Problem to work on => Report every line below that has the string "TraceLayer" in it.

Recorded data
+ + + +

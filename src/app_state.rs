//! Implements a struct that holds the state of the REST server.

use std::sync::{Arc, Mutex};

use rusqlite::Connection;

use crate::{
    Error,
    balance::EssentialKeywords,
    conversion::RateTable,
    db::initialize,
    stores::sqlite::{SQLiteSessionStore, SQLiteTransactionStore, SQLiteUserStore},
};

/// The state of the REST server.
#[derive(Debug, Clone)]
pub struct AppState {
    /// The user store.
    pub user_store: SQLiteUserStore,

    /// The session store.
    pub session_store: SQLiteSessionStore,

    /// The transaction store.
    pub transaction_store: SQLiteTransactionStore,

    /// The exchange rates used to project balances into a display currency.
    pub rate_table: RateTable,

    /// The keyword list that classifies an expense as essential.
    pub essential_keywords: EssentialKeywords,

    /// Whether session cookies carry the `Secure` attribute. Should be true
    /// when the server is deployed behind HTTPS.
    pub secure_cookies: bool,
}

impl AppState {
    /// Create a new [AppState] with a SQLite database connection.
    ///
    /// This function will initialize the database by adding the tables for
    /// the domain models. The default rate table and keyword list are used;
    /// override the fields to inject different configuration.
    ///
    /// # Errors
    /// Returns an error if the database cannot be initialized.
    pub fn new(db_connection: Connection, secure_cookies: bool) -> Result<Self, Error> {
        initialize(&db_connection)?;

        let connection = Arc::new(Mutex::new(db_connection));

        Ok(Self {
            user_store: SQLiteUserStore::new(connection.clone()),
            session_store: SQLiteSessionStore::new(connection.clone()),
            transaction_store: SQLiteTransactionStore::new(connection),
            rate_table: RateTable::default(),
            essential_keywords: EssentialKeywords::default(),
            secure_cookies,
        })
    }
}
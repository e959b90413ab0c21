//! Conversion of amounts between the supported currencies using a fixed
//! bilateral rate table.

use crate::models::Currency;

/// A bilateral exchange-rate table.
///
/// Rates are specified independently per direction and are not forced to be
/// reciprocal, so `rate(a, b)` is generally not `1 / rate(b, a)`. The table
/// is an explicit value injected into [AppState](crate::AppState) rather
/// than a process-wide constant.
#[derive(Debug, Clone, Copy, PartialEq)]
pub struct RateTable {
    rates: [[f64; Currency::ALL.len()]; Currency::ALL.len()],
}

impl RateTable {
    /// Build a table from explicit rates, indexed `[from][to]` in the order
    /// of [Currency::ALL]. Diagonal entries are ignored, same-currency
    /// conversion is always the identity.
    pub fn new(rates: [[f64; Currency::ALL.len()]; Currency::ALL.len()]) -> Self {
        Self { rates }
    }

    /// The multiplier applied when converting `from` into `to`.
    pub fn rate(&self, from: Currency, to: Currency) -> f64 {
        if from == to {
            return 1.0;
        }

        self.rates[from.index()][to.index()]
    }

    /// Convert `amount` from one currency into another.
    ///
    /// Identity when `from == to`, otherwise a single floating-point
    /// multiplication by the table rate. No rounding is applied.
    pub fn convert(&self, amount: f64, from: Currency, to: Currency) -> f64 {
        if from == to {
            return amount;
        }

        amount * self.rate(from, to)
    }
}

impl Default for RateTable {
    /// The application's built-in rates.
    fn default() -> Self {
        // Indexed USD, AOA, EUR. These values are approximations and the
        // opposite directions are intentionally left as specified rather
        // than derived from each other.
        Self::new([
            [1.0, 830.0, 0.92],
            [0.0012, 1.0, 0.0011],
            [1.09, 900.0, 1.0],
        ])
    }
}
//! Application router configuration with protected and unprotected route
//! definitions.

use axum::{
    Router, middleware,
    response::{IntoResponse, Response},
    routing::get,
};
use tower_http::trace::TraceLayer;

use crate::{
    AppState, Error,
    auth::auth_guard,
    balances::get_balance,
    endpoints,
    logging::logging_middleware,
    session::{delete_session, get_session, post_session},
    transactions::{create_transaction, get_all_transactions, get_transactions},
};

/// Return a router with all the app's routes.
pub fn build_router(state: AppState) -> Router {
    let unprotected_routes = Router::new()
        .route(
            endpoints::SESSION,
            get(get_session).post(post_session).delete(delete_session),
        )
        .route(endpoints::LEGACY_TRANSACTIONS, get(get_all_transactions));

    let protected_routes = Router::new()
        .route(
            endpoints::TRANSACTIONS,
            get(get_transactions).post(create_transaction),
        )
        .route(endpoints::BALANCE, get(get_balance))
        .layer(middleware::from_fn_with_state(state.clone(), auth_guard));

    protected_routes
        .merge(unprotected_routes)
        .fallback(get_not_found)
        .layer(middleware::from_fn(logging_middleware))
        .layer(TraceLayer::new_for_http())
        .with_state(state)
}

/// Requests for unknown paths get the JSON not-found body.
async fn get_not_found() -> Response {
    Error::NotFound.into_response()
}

+ + + +

Exercise answer =>
use tower_http::trace::TraceLayer;
        .layer(TraceLayer::new_for_http())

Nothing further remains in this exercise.